Tally the lines in the following entries that include the word "bioguideID"; state only the total.

━━━ Data extracts ━━━

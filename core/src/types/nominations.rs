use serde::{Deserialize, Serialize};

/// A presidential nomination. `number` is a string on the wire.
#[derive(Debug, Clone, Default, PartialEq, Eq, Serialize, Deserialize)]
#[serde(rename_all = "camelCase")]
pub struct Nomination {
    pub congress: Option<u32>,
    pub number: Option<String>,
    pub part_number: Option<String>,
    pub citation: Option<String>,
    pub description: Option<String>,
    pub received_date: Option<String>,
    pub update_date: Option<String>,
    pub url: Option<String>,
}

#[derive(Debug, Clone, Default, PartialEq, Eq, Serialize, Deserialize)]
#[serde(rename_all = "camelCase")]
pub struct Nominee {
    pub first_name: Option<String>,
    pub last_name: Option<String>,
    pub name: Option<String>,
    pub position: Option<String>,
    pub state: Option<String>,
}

━━━
━━━ Data extracts ━━━

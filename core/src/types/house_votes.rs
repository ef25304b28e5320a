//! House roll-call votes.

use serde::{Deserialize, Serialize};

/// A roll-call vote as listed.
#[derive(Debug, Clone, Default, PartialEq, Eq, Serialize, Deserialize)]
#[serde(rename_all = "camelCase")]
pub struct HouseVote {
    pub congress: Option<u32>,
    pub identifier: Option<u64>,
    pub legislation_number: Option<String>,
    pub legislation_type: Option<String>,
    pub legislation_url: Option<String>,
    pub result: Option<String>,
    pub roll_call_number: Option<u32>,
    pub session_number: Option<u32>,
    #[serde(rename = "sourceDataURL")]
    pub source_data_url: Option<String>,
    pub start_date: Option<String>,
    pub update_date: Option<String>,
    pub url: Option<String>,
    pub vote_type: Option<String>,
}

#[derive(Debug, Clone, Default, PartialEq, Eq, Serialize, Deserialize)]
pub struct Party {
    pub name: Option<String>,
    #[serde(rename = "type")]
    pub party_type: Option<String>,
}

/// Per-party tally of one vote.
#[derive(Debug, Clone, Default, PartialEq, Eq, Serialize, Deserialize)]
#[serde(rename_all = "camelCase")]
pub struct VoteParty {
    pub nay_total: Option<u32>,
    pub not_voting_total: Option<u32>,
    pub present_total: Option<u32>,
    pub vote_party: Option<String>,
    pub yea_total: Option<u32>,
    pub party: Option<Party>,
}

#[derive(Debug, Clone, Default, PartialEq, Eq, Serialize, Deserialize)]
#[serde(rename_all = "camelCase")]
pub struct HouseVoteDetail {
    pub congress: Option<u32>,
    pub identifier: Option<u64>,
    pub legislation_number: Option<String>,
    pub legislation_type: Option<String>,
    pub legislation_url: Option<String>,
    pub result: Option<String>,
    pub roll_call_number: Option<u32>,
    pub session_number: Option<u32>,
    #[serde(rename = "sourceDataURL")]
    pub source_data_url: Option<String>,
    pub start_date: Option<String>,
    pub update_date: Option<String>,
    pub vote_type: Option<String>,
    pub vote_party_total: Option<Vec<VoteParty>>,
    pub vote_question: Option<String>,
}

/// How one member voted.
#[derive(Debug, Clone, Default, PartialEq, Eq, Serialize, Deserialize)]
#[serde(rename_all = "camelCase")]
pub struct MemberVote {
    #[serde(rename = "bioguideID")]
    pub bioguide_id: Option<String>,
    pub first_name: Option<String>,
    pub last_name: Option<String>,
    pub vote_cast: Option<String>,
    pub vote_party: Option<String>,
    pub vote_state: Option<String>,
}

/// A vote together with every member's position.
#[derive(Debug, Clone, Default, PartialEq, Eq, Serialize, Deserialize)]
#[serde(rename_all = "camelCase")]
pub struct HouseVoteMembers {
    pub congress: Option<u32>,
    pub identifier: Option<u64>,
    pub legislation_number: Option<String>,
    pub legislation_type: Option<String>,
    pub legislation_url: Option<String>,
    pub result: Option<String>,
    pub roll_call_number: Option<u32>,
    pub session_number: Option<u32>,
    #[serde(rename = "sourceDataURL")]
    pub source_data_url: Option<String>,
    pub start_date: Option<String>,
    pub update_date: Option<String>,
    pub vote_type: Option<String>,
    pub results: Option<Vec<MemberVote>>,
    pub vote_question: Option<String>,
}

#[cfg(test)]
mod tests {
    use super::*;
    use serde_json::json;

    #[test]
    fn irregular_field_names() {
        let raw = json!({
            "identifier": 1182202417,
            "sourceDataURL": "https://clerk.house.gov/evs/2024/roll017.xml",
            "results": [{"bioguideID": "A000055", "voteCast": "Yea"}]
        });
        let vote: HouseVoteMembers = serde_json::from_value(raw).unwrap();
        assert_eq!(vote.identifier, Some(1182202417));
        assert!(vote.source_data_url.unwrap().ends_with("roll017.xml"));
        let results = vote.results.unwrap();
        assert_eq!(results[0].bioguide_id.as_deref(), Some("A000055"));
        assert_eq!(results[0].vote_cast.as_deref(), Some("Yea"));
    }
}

━━━
━━━ Data extracts ━━━

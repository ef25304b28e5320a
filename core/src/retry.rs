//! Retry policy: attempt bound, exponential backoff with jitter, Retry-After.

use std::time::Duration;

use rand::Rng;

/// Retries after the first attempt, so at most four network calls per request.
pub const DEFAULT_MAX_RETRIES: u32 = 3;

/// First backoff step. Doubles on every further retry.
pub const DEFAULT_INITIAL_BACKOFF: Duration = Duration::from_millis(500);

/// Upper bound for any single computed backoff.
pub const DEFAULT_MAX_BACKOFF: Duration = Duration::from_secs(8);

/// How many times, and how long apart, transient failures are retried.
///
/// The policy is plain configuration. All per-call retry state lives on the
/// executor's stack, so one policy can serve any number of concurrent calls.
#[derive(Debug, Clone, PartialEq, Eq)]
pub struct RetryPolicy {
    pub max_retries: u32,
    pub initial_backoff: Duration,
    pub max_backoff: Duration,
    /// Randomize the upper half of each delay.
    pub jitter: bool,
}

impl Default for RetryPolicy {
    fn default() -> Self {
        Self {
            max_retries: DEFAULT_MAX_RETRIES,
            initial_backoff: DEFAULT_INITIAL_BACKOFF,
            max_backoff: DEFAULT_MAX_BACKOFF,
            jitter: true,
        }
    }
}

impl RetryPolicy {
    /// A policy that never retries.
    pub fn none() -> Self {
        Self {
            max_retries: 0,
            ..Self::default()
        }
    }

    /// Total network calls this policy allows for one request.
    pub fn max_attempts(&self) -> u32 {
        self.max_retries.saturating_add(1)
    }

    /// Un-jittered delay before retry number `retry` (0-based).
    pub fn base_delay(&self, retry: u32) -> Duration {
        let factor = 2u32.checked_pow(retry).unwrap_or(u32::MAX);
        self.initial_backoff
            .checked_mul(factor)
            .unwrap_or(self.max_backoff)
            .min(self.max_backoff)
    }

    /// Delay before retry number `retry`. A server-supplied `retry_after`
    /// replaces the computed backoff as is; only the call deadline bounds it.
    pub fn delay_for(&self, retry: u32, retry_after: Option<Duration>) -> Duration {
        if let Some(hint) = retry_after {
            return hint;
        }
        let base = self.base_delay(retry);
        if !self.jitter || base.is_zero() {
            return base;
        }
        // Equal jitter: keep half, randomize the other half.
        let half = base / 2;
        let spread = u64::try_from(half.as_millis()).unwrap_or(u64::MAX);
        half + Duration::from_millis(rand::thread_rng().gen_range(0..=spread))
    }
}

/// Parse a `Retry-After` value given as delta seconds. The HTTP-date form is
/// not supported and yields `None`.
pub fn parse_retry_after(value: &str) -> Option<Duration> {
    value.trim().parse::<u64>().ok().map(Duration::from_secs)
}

━━━

*Exercise solution:*
2